EXTRACTED MATERIAL

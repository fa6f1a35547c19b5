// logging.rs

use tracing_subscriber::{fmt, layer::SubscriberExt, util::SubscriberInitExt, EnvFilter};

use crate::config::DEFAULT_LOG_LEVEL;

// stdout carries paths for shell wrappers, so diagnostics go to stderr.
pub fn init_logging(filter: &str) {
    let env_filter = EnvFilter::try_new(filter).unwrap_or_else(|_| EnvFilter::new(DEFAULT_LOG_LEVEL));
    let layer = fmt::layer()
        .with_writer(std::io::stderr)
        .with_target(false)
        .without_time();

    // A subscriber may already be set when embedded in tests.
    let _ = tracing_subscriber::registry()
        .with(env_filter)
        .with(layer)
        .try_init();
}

WHAT THE TASK ASKS
Repeat the listing in its entirety, keeping each line as it is.

RESULT
repository fa6f1a35547c19b5
// logging.rs

use tracing_subscriber::{fmt, layer::SubscriberExt, util::SubscriberInitExt, EnvFilter};

use crate::config::DEFAULT_LOG_LEVEL;

// stdout carries paths for shell wrappers, so diagnostics go to stderr.
pub fn init_logging(filter: &str) {
    let env_filter = EnvFilter::try_new(filter).unwrap_or_else(|_| EnvFilter::new(DEFAULT_LOG_LEVEL));
    let layer = fmt::layer()
        .with_writer(std::io::stderr)
        .with_target(false)
        .without_time();

    // A subscriber may already be set when embedded in tests.
    let _ = tracing_subscriber::registry()
        .with(env_filter)
        .with(layer)
        .try_init();
}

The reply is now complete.